## MATERIAL PROVIDED
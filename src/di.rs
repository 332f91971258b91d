//! Dependency injection infrastructure.
//!
//! - `FromRef<T>`: extract a value from a reference to `T`
//! - `#[derive(Context)]`: makes each field of the application context extractable
//! - `#[derive(FromContext)]`: builds a component from the context, field by field
//!
//! ```ignore
//! let ctx = AppContext::new(repository, config);
//! let loader = ctx
//!     .resolve::<CategorySelectorChoiceLoader>()
//!     .with_category(Some(current));
//! ```

/// Trait for extracting a value from a reference to another type.
pub trait FromRef<T> {
    fn from_ref(input: &T) -> Self;
}

/// Any Clone type can be extracted from itself.
impl<T: Clone> FromRef<T> for T {
    fn from_ref(input: &T) -> Self {
        input.clone()
    }
}

// Re-export derive macros
pub use di_macros::{Context, FromContext};
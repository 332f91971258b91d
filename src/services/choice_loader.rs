//! Lazily built, per-instance cached category choice lists.

use std::rc::Rc;

use indexmap::IndexMap;

use super::choice_list::{ChoiceList, ValueMapper};
use super::flattener::{flatten, Choices};
use crate::context::AppContext;
use crate::di::FromContext;
use crate::error::AppError;
use crate::models::{Category, CategoryId, Context};
use crate::repositories::SharedCategoryManager;

/// Loads choice lists on demand for form widgets.
///
/// The value mapper only matters for the call that actually builds the
/// list; implementations cache the first list they build.
pub trait ChoiceLoader {
    /// Build the choice list on first call, return the cached one afterwards.
    fn load_choice_list(
        &mut self,
        value: Option<&ValueMapper<'_>>,
    ) -> Result<Rc<ChoiceList>, AppError>;

    /// Choices for `values`, keyed by input position. Unknown values are dropped.
    fn load_choices_for_values(
        &mut self,
        values: &[String],
        value: Option<&ValueMapper<'_>>,
    ) -> Result<IndexMap<usize, CategoryId>, AppError> {
        Ok(self.load_choice_list(value)?.choices_for_values(values))
    }

    /// Values for `choices`, keyed by input position. Unknown choices are dropped.
    fn load_values_for_choices(
        &mut self,
        choices: &[CategoryId],
        value: Option<&ValueMapper<'_>>,
    ) -> Result<IndexMap<usize, String>, AppError> {
        Ok(self.load_choice_list(value)?.values_for_choices(choices))
    }
}

/// Options understood by [`CategorySelectorChoiceLoader::get_choices`].
#[derive(Debug, Clone, Default, PartialEq)]
pub struct ChoiceOptions {
    /// Context whose root category is listed; `None` lists every root.
    pub context: Option<Context>,
    /// The current category, excluded with its subtree. Without it the
    /// choice list is empty.
    pub category: Option<Category>,
}

impl ChoiceOptions {
    /// Read options from a loosely typed object with `context` and
    /// `category` keys.
    ///
    /// A value that is not a category (wrong shape, wrong type) counts as
    /// no category at all, which yields an empty choice list.
    pub fn from_value(options: &serde_json::Value) -> Self {
        Self {
            context: lenient(options, "context"),
            category: lenient(options, "category"),
        }
    }
}

fn lenient<T: serde::de::DeserializeOwned>(options: &serde_json::Value, key: &str) -> Option<T> {
    let value = options.get(key).filter(|v| !v.is_null())?;
    match T::deserialize(value) {
        Ok(parsed) => Some(parsed),
        Err(err) => {
            tracing::warn!(option = key, error = %err, "Ignoring malformed choice option");
            None
        }
    }
}

/// Cache state of a loader.
#[derive(Debug, Clone, Default)]
pub enum ChoiceListState {
    #[default]
    Unloaded,
    Loaded(Rc<ChoiceList>),
}

/// Choice loader listing categories as an indented tree.
///
/// Each instance builds its list once and keeps it for its whole lifetime.
/// The cache is an `Rc`, so an instance stays on the thread that created it;
/// build one loader per form.
///
/// Resolved from an [`AppContext`] with only the manager filled in; set the
/// context and current category with the builder methods.
#[derive(FromContext)]
pub struct CategorySelectorChoiceLoader {
    manager: SharedCategoryManager,
    #[from_context(default)]
    context: Option<Context>,
    #[from_context(default)]
    category: Option<Category>,
    #[from_context(default)]
    state: ChoiceListState,
}

impl CategorySelectorChoiceLoader {
    pub fn new(
        manager: SharedCategoryManager,
        context: Option<Context>,
        category: Option<Category>,
    ) -> Self {
        Self {
            manager,
            context,
            category,
            state: ChoiceListState::Unloaded,
        }
    }

    pub fn with_context(mut self, context: Option<Context>) -> Self {
        self.context = context;
        self
    }

    pub fn with_category(mut self, category: Option<Category>) -> Self {
        self.category = category;
        self
    }

    pub fn is_loaded(&self) -> bool {
        matches!(self.state, ChoiceListState::Loaded(_))
    }

    /// Flatten the configured root set into `id -> label`, uncached.
    ///
    /// Returns an empty map when `options.category` is absent. Manager
    /// failures are returned as is.
    pub fn get_choices(&self, options: &ChoiceOptions) -> Result<Choices, AppError> {
        let Some(current) = options.category.as_ref() else {
            tracing::debug!("No current category, returning no choices");
            return Ok(Choices::new());
        };

        let roots = match &options.context {
            None => self.manager.root_categories()?,
            Some(context) => vec![self.manager.root_category(context)?],
        };

        Ok(flatten(&roots, Some(&current.id)))
    }
}

impl ChoiceLoader for CategorySelectorChoiceLoader {
    fn load_choice_list(
        &mut self,
        value: Option<&ValueMapper<'_>>,
    ) -> Result<Rc<ChoiceList>, AppError> {
        if let ChoiceListState::Loaded(list) = &self.state {
            return Ok(Rc::clone(list));
        }

        let choices = self.get_choices(&ChoiceOptions {
            context: self.context.clone(),
            category: self.category.clone(),
        })?;

        // label -> id; a repeated label keeps its first slot and the later id
        let by_label: IndexMap<String, CategoryId> =
            choices.into_iter().map(|(id, label)| (label, id)).collect();

        let list = Rc::new(ChoiceList::new(by_label, value));
        tracing::debug!(
            context = ?self.context.as_ref().map(|c| c.id.as_str()),
            choices = list.len(),
            "Loaded category choice list"
        );

        self.state = ChoiceListState::Loaded(Rc::clone(&list));
        Ok(list)
    }
}
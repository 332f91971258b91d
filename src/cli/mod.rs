//! CLI module for category-selector.
//!
//! Subcommands:
//! - `choices`: Print the indented category choice list
//! - `resolve`: Resolve submitted values to categories
//! - `contexts`: List taxonomy contexts

mod choices;
mod resolve;

use std::path::PathBuf;

use clap::{Args, Parser, Subcommand, ValueEnum};
use color_eyre::Result;

use crate::config::Config;
use crate::context::AppContext;
use crate::error::AppError;
use crate::models::{CategoryId, Context};
use crate::repositories::CategoryRepository;
use crate::services::CategorySelectorChoiceLoader;

pub use choices::ChoicesCommand;
pub use resolve::ResolveCommand;

/// category-selector - hierarchical category choice lists
#[derive(Parser)]
#[command(name = "category-selector")]
#[command(about = "Hierarchical category choice lists for form widgets")]
#[command(version)]
pub struct App {
    /// Run in verbose mode
    #[arg(short, long, global = true)]
    pub verbose: bool,

    /// Taxonomy document (overrides `taxonomy.path` from config)
    #[arg(long, global = true)]
    pub taxonomy: Option<PathBuf>,

    #[command(subcommand)]
    pub command: Command,
}

#[derive(Subcommand)]
pub enum Command {
    /// Print the choice list for a context and current category
    Choices(ChoicesCommand),

    /// Resolve submitted values to category ids
    Resolve(ResolveCommand),

    /// List taxonomy contexts
    Contexts,
}

/// Output format for listings.
#[derive(Clone, Copy, Debug, Default, ValueEnum)]
pub enum OutputFormat {
    #[default]
    Text,
    Json,
}

/// Options shared by commands that build a choice loader.
#[derive(Args, Debug)]
pub struct SelectorArgs {
    /// Context id; defaults to `selector.context`, else every context
    #[arg(long)]
    pub context: Option<String>,

    /// Current category id, excluded together with its subtree
    #[arg(long)]
    pub category: Option<String>,
}

impl SelectorArgs {
    /// Build a loader for these options from the application context.
    pub fn loader(&self, ctx: &AppContext) -> Result<CategorySelectorChoiceLoader, AppError> {
        let context = self
            .context
            .as_deref()
            .or(ctx.config.selector.context.as_deref())
            .map(|id| {
                ctx.repository
                    .find_context(id)
                    .cloned()
                    .unwrap_or_else(|| Context::new(id))
            });

        let category = self
            .category
            .as_deref()
            .map(|id| ctx.repository.find_by_id(&CategoryId::from(id)))
            .transpose()?;
        if category.is_none() {
            tracing::warn!("No --category given, the choice list will be empty");
        }

        Ok(ctx
            .resolve::<CategorySelectorChoiceLoader>()
            .with_context(context)
            .with_category(category))
    }
}

impl App {
    /// Run the CLI application.
    pub fn run(self) -> Result<()> {
        let mut config = Config::load()?;
        if let Some(path) = self.taxonomy {
            config.taxonomy.path = path;
        }
        let ctx = AppContext::load(config)?;

        match self.command {
            Command::Choices(cmd) => cmd.run(&ctx),
            Command::Resolve(cmd) => cmd.run(&ctx),
            Command::Contexts => run_contexts(&ctx),
        }
    }
}

fn run_contexts(ctx: &AppContext) -> Result<()> {
    println!("{}", render_contexts(&ctx.repository));
    Ok(())
}

/// One `id\tname\tN root(s)` line per context, in declaration order.
fn render_contexts(repository: &CategoryRepository) -> String {
    repository
        .list_contexts()
        .iter()
        .map(|context| {
            let roots = repository.roots_for_context(context).count();
            format!("{}\t{}\t{} root(s)", context.id, context.name, roots)
        })
        .collect::<Vec<_>>()
        .join("\n")
}
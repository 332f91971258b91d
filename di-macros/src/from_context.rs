//! `#[derive(FromContext)]`.

use proc_macro::TokenStream;
use quote::quote;
use syn::punctuated::Punctuated;
use syn::token::Comma;
use syn::{parse_macro_input, Data, DeriveInput, Field, Fields};

pub fn derive_from_context_impl(input: TokenStream) -> TokenStream {
    let input = parse_macro_input!(input as DeriveInput);
    let name = &input.ident;
    let (impl_generics, ty_generics, where_clause) = input.generics.split_for_impl();

    let context_type = match parse_context_type(&input) {
        Ok(ty) => ty,
        Err(err) => return err.to_compile_error().into(),
    };

    let fields = match named_fields(&input, "FromContext") {
        Ok(fields) => fields,
        Err(err) => return err.to_compile_error().into(),
    };

    let mut field_inits = Vec::with_capacity(fields.len());
    for field in fields {
        let Some(field_name) = field.ident.as_ref() else {
            continue;
        };
        let field_type = &field.ty;

        let init = match is_default_field(field) {
            Ok(true) => quote! {
                #field_name: <#field_type as ::std::default::Default>::default()
            },
            Ok(false) => quote! {
                #field_name: <#field_type as crate::FromRef<#context_type>>::from_ref(ctx)
            },
            Err(err) => return err.to_compile_error().into(),
        };
        field_inits.push(init);
    }

    TokenStream::from(quote! {
        impl #impl_generics crate::FromRef<#context_type> for #name #ty_generics #where_clause {
            fn from_ref(ctx: &#context_type) -> Self {
                Self {
                    #(#field_inits),*
                }
            }
        }
    })
}

/// Named fields of a struct, or a spanned error naming the derive.
pub(crate) fn named_fields<'a>(
    input: &'a DeriveInput,
    derive: &str,
) -> syn::Result<&'a Punctuated<Field, Comma>> {
    match &input.data {
        Data::Struct(data) => match &data.fields {
            Fields::Named(fields) => Ok(&fields.named),
            _ => Err(syn::Error::new_spanned(
                input,
                format!("{derive} can only be derived for structs with named fields"),
            )),
        },
        _ => Err(syn::Error::new_spanned(
            input,
            format!("{derive} can only be derived for structs"),
        )),
    }
}

/// `#[from_context(Context = "MyContext")]` on the struct, else `AppContext`.
fn parse_context_type(input: &DeriveInput) -> syn::Result<proc_macro2::TokenStream> {
    for attr in &input.attrs {
        if !attr.path().is_ident("from_context") {
            continue;
        }

        let mut context_ty: Option<syn::Type> = None;
        attr.parse_nested_meta(|meta| {
            if meta.path.is_ident("Context") {
                let value: syn::LitStr = meta.value()?.parse()?;
                context_ty = Some(value.parse()?);
                Ok(())
            } else {
                Err(meta.error("expected `Context = \"...\"`"))
            }
        })?;

        if let Some(ty) = context_ty {
            return Ok(quote! { #ty });
        }
    }

    Ok(quote! { AppContext })
}

/// True when the field carries `#[from_context(default)]`.
fn is_default_field(field: &Field) -> syn::Result<bool> {
    let mut default = false;
    for attr in &field.attrs {
        if !attr.path().is_ident("from_context") {
            continue;
        }
        attr.parse_nested_meta(|meta| {
            if meta.path.is_ident("default") {
                default = true;
                Ok(())
            } else {
                Err(meta.error("expected `default`"))
            }
        })?;
    }
    Ok(default)
}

## WHAT TO WORK ON
Using the entries above, copy out all lines that contain the string "bool".

## RESULT FOR THIS TASK
    pub fn is_loaded(&self) -> bool {
    pub verbose: bool,
fn is_default_field(field: &Field) -> syn::Result<bool> {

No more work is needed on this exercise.